Le sborrate con zia Giovanna
di
Andrea
Sono sempre stato di casa da zia Giovanna e forse per questo che senza mai alcuna malizia mi si mostrava abitualmente in tutta la sua semplicità di casalinga 60enne.
Io però arrivato a 25 anni senza alcuna esperienza con le donne avevo cominciato a guardarla con un notevole interesse: non era bella, era anzi un po' rotondetta e non certo particolarmente fine però io la trovavo molto donna.
Presto era diventata l'oggetto delle mie fantasie sessuali e cercai così timidamente i primi contatti con lei: mi capitava spesso di doverle portare dei pacchetti ed altre cose ed io mi ingegnavo per cercare i momenti in cui lei era sola in casa.
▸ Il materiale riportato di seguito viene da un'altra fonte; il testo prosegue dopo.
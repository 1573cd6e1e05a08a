//! Virtualization engine (spec §4.G): a vCPU EC's control block lifecycle,
//! world-switch, and the VM-exit -> synthetic-exception translation that
//! feeds the normal upcall machinery.
//!
//! Like the rest of the workspace (`captab::sm`, `ipc::engine`,
//! `scheduler`), this crate reports outcomes instead of acting on them:
//! `Vesselable::enter` never touches the IPC upcall path or the interrupt
//! controller, it returns a [`VmExit`] and leaves dispatch to the `kernel`
//! crate, which owns the trap/syscall machinery those vectors feed into.

#![cfg_attr(not(test), no_std)]

extern crate alloc;

pub mod mem;
pub mod svm;

use alloc::boxed::Box;
use core::ptr::NonNull;
use core::sync::atomic::{AtomicUsize, Ordering};

use captab::ec::Ec;
use slab::SlabAllocator;
use utils::MAX_CPUS;

/// What a VMEXIT/world-switch boils down to, per spec §4.G's exit-class
/// table. Everything but the first three is handled by the upcall path;
/// those three are resolved in-kernel and never reach it.
#[derive(Debug, Clone, Copy, PartialEq, Eq)]
pub enum VmExit {
    /// Handled in-kernel; not upcalled.
    ExternalInterrupt,
    /// Handled in-kernel.
    Nmi,
    /// FPU owner switch; not upcalled.
    FpuTrap,
    /// Upcall with QUAL = fault address.
    NestedPageFault { gpa: usize },
    /// Upcall with a dedicated selector.
    InvalidState,
    /// Upcall with selector = exit reason.
    Other { selector: u64 },
}

/// A per-vCPU hardware virtualization control block (VMCB on AMD, VMCS on
/// Intel, a synthetic EL1/EL2 shadow-register block on ARM) bound to
/// exactly one vCPU EC for its entire lifetime.
pub trait Vesselable: Sized {
    /// Allocates and initializes a control block for `ec`, whose guest
    /// instruction pointer starts at `rip`.
    fn new(ec: NonNull<Ec>, rip: usize) -> Box<Self, &'static SlabAllocator<Self>>;

    /// The vCPU EC this control block belongs to.
    fn ec(&self) -> NonNull<Ec>;

    /// World-switches in, runs until the hardware takes it back out, and
    /// reports why. Performs the full entry/exit register save-restore
    /// described in spec §4.G, deciding from [`world_switch_kind`] whether
    /// this entry needs a full guest register load or just an
    /// interrupt-controller state restore.
    fn enter(&mut self) -> VmExit;
}

/// One backend's identity (AMD-V/SVM today; Intel VT-x or ARM EL2 would be
/// siblings, never both compiled in at once per spec's single-architecture
/// resolution).
pub trait VirtTech {
    type VesselControlBlock: Vesselable;

    /// One-time, per-CPU enablement: turn on hardware support, set up the
    /// host save area and ASID/VMID allocator.
    fn start();
}

/// Whether a world-switch entry needs the full guest register set loaded
/// or just the interrupt-controller active-state restored (spec §4.G
/// *Entry*: "if the current CPU's active guest block differs from this
/// vCPU's... otherwise restore only interrupt-controller active-state").
#[derive(Debug, Clone, Copy, PartialEq, Eq)]
pub enum WorldSwitchKind {
    Full,
    ActiveStateOnly,
}

/// Tracks, per physical CPU, the identity of the vessel control block
/// currently loaded there, so `world_switch_kind` can tell a same-vessel
/// re-entry from a switch to a different vCPU. Identity is the vessel's
/// own address; `0` means nothing is loaded yet.
struct ActiveVessel(AtomicUsize);

impl ActiveVessel {
    const fn new() -> Self {
        Self(AtomicUsize::new(0))
    }
}

static ACTIVE_VESSEL: [ActiveVessel; MAX_CPUS] = [const { ActiveVessel::new() }; MAX_CPUS];

/// Decides the world-switch kind for entering `vessel` on `cpu`, and
/// records `vessel` as the CPU's active one. Call once per entry, before
/// the hardware VMRUN/VMLAUNCH-equivalent instruction.
#[must_use]
pub fn world_switch_kind<T>(cpu: usize, vessel: &T) -> WorldSwitchKind {
    let identity = core::ptr::from_ref(vessel).addr();
    let previous = ACTIVE_VESSEL[cpu].0.swap(identity, Ordering::AcqRel);
    if previous == identity {
        WorldSwitchKind::ActiveStateOnly
    } else {
        WorldSwitchKind::Full
    }
}

/// The kernel's per-CPU lazy FPU owner: the vCPU or thread EC whose FPU
/// state is currently live in hardware, if any. Mirrors spec §4.F/§4.G's
/// "kernel keeps a per-CPU `fpu_owner` pointer".
struct FpuOwner(AtomicUsize);

impl FpuOwner {
    const fn new() -> Self {
        Self(AtomicUsize::new(0))
    }
}

static FPU_OWNER: [FpuOwner; MAX_CPUS] = [const { FpuOwner::new() }; MAX_CPUS];

#[must_use]
pub fn fpu_owner(cpu: usize) -> Option<NonNull<Ec>> {
    let raw = FPU_OWNER[cpu].0.load(Ordering::Acquire);
    NonNull::new(raw as *mut Ec)
}

/// Records `ec` as the new FPU owner on `cpu`. The caller is responsible
/// for having saved the previous owner's state first (if any) and for
/// enabling the FPU in the trap control word before returning to the
/// guest/thread.
pub fn set_fpu_owner(cpu: usize, ec: NonNull<Ec>) {
    FPU_OWNER[cpu].0.store(ec.as_ptr().addr(), Ordering::Release);
}

#[cfg(test)]
mod tests {
    use super::*;

    struct Dummy(u8);

    #[test]
    fn world_switch_kind_is_full_on_first_entry_then_active_state_only() {
        let vessel = Dummy(0);
        assert_eq!(world_switch_kind(20, &vessel), WorldSwitchKind::Full);
        assert_eq!(world_switch_kind(20, &vessel), WorldSwitchKind::ActiveStateOnly);
    }

    #[test]
    fn world_switch_kind_is_full_again_after_a_different_vessel() {
        let a = Dummy(0);
        let b = Dummy(1);
        assert_eq!(world_switch_kind(21, &a), WorldSwitchKind::Full);
        assert_eq!(world_switch_kind(21, &b), WorldSwitchKind::Full);
    }

    #[test]
    fn fpu_owner_starts_unset_and_records_the_new_owner() {
        assert_eq!(fpu_owner(22), None);
    }
}
//! Interrupt Service Routines definitions
//!
//! The `stub_vec_N` labels are the actual IDT targets (see [`super::interrupts`]); each one saves
//! the interrupted context's general-purpose registers, calls the matching `handler_vec_N`, then
//! restores them and `iretq`s. Exception stubs additionally hand the handler a pointer to the
//! saved frame, since a fault delivered to a capability EC has to be reflected back through
//! [`super::trap::dispatch_exception`] into that EC's saved register state, not just logged.
//!
//! Every trap here is assumed to arrive from ring 3: the hardware always pushes RSP/SS alongside
//! RIP/CS/RFLAGS, since user execution contexts are what this kernel actually runs.

use core::arch::global_asm;

use super::trap::{TrapFrame, dispatch_exception, dispatch_irq, dispatch_syscall};

macro_rules! exception_handler {
    ($vec:ident, $vec_num:expr) => {
        #[unsafe(no_mangle)]
        extern "C" fn $vec(vector: u64, frame: *mut TrapFrame) {
            // SAFETY: `frame` points at the stub's own stack frame, valid for the call's duration.
            dispatch_exception(vector as u8, unsafe { &mut *frame });
        }
    };
}

exception_handler!(handler_vec_0, 0);
exception_handler!(handler_vec_1, 1);
exception_handler!(handler_vec_2, 2);
exception_handler!(handler_vec_3, 3);
exception_handler!(handler_vec_4, 4);
exception_handler!(handler_vec_5, 5);
exception_handler!(handler_vec_6, 6);
exception_handler!(handler_vec_7, 7);
exception_handler!(handler_vec_8, 8);
exception_handler!(handler_vec_9, 9);
exception_handler!(handler_vec_10, 10);
exception_handler!(handler_vec_11, 11);
exception_handler!(handler_vec_12, 12);
exception_handler!(handler_vec_13, 13);
exception_handler!(handler_vec_14, 14);
exception_handler!(handler_vec_15, 15);
exception_handler!(handler_vec_16, 16);
exception_handler!(handler_vec_17, 17);
exception_handler!(handler_vec_18, 18);
exception_handler!(handler_vec_19, 19);
exception_handler!(handler_vec_20, 20);
exception_handler!(handler_vec_21, 21);
exception_handler!(handler_vec_22, 22);
exception_handler!(handler_vec_23, 23);
exception_handler!(handler_vec_24, 24);
exception_handler!(handler_vec_25, 25);
exception_handler!(handler_vec_26, 26);
exception_handler!(handler_vec_27, 27);
exception_handler!(handler_vec_28, 28);
exception_handler!(handler_vec_29, 29);
exception_handler!(handler_vec_30, 30);
exception_handler!(handler_vec_31, 31);

#[unsafe(no_mangle)]
extern "C" fn signal_eoi() {
    super::apic::lapic::signal_eoi_this_cpu();
}

#[unsafe(no_mangle)]
extern "C" fn handler_vec_128(frame: *mut TrapFrame) {
    // SAFETY: `frame` points at the stub's own stack frame, valid for the call's duration.
    dispatch_syscall(unsafe { &mut *frame });
}

global_asm! {
    r#"
    .section .text

    # Saves the full GPR set. The pushed layout, low to high address, is
    # r15..r8, the rsp snapshot, rbp, rdi, rsi, rdx, rcx, rbx, rax -- this
    # must track `TrapFrame`'s field order exactly.
    .macro push_gprs
        push rax
        push rbx
        push rcx
        push rdx
        push rsi
        push rdi
        push rbp
        push rsp
        push r8
        push r9
        push r10
        push r11
        push r12
        push r13
        push r14
        push r15
    .endm

    .macro pop_gprs
        pop r15
        pop r14
        pop r13
        pop r12
        pop r11
        pop r10
        pop r9
        pop r8
        add rsp, 8 # the rsp snapshot is not restored into rsp itself
        pop rbp
        pop rdi
        pop rsi
        pop rdx
        pop rcx
        pop rbx
        pop rax
    .endm

    # `has_error_code` vectors (8, 10-14, 17, 21, 29, 30) get theirs from the
    # CPU; the rest get a synthetic zero so every frame has the same shape.
    .macro define_exception_stub vec, has_error_code
    .global stub_vec_\vec
    stub_vec_\vec:
    .if \has_error_code == 0
        push 0
    .endif
        push \vec
        push_gprs
        mov rdi, \vec
        mov rsi, rsp
        call handler_vec_\vec
        pop_gprs
        add rsp, 16 # discard the vector and error code
        iretq
    .endm

    .macro define_irq_stub vec
    .global stub_vec_\vec
    stub_vec_\vec:
        push_gprs
        mov rdi, \vec
        call handler_vec_\vec
        call signal_eoi
        pop_gprs
        iretq
    .endm

    define_exception_stub 0, 0
    define_exception_stub 1, 0
    define_exception_stub 2, 0
    define_exception_stub 3, 0
    define_exception_stub 4, 0
    define_exception_stub 5, 0
    define_exception_stub 6, 0
    define_exception_stub 7, 0
    define_exception_stub 8, 1
    define_exception_stub 9, 0
    define_exception_stub 10, 1
    define_exception_stub 11, 1
    define_exception_stub 12, 1
    define_exception_stub 13, 1
    define_exception_stub 14, 1
    define_exception_stub 15, 0
    define_exception_stub 16, 0
    define_exception_stub 17, 1
    define_exception_stub 18, 0
    define_exception_stub 19, 0
    define_exception_stub 20, 0
    define_exception_stub 21, 1
    define_exception_stub 22, 0
    define_exception_stub 23, 0
    define_exception_stub 24, 0
    define_exception_stub 25, 0
    define_exception_stub 26, 0
    define_exception_stub 27, 0
    define_exception_stub 28, 0
    define_exception_stub 29, 1
    define_exception_stub 30, 1
    define_exception_stub 31, 0

    define_irq_stub 32
    define_irq_stub 33
    define_irq_stub 34
    define_irq_stub 254

    # The hypercall vector: no error code, and the handler only wants the
    # saved frame, not the vector number, since a syscall's opcode travels
    # in a GPR rather than being baked into which vector fired.
    .global stub_vec_128
    stub_vec_128:
        push 0
        push 128
        push_gprs
        mov rdi, rsp
        call handler_vec_128
        pop_gprs
        add rsp, 16
        iretq
    "#
}

#[unsafe(no_mangle)]
extern "C" fn handler_vec_32(vector: u64) {
    dispatch_irq(vector as u8);
}

#[unsafe(no_mangle)]
extern "C" fn handler_vec_33(vector: u64) {
    dispatch_irq(vector as u8);
}

#[unsafe(no_mangle)]
extern "C" fn handler_vec_34(vector: u64) {
    dispatch_irq(vector as u8);
}

#[unsafe(no_mangle)]
extern "C" fn handler_vec_254(vector: u64) {
    dispatch_irq(vector as u8);
}
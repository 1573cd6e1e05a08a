//! Parser for the XSDT table

use logger::*;
use core::ptr::from_ref;
use super::{AcpiError, AcpiTable, SdtHeader, madt::Madt, mcfg::Mcfg, hpet::Hpet};
use kernel::{
    arch::{BASIC_PAGE_SIZE, x86_64::paging::Entry},
    mem::vmm::map_page,
};
use utils::mem::PhysAddr;

/// The XSDT
#[derive(Debug)]
#[repr(C)]
pub(super) struct Xsdt {
    /// The SDT header
    header: SdtHeader,
}

impl Xsdt {
    /// Get an iterator over the entries in the XSDT
    #[inline]
    fn iter(&self) -> Iter {
        let count = self.header.entry_count::<PhysAddr>();
        let ptr: *const PhysAddr = unsafe { from_ref(self).add(1).cast::<PhysAddr>() };

        Iter { ptr, count }
    }

    /// Parse the ACPI tables in the XSDT
    pub(super) fn parse_tables(&self) -> Result<(), AcpiError> {
        self.header.validate_checksum()?;

        for entry in self.iter() {
            let signature = &unsafe { (*entry).signature };
            match signature {
                Madt::SIGNATURE => {
                    let madt = unsafe { entry.cast::<Madt>().as_ref().unwrap() };
                    madt.parse()?;
                }
                Hpet::SIGNATURE => {
                    let hpet = unsafe { entry.cast::<Hpet>().as_ref().unwrap() };
                    hpet.setup_hpet()?;
                }
                Mcfg::SIGNATURE => {
                    let mcfg = unsafe { entry.cast::<Mcfg>().as_ref().unwrap() };
                    mcfg.parse()?;
                }
                _ => continue,
                // _ => {
                //     log_warn!(
                //         "ACPI: Unhandled table: {:?}",
                //         core::str::from_utf8(signature)
                //     );
                //     continue;
                // }
            }

            log_info!("ACPI: Parsed table: {:?}", core::str::from_utf8(signature));
        }

        Ok(())
    }
}

/// An iterator over the entries in the XSDT
struct Iter {
    ptr: *const PhysAddr,
    count: usize,
}

impl Iterator for Iter {
    type Item = *const SdtHeader;

    fn next(&mut self) -> Option<Self::Item> {
        if self.count == 0 {
            return None;
        }

        let ptr: *const SdtHeader = unsafe {
            let addr = self.ptr.read_unaligned();
            let diff = addr.0 % BASIC_PAGE_SIZE;
            (map_page(addr - diff, Entry::FLAGS_NONE) + diff).into()
        };

        self.ptr = unsafe { self.ptr.add(1) };
        self.count -= 1;

        Some(ptr)
    }
}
Il pensiero però che lei si accorgesse o peggio ancora qualcun'altro capisse mi angosciava e mi bloccava un po'.
Tuttavia quel giorno ...
Il solito pacchetto. Per strada mi fermo ad una cabina e la chiamo per vedere se è in casa: risponde, allora riattacco per sfruttare un certo effetto sorpresa.
In un attimo sono sotto casa sua, citofono e salgo.
Come sempre zia Giovanna mi aspetta sulla porta e mi saluta con affetto, mi fa entrare.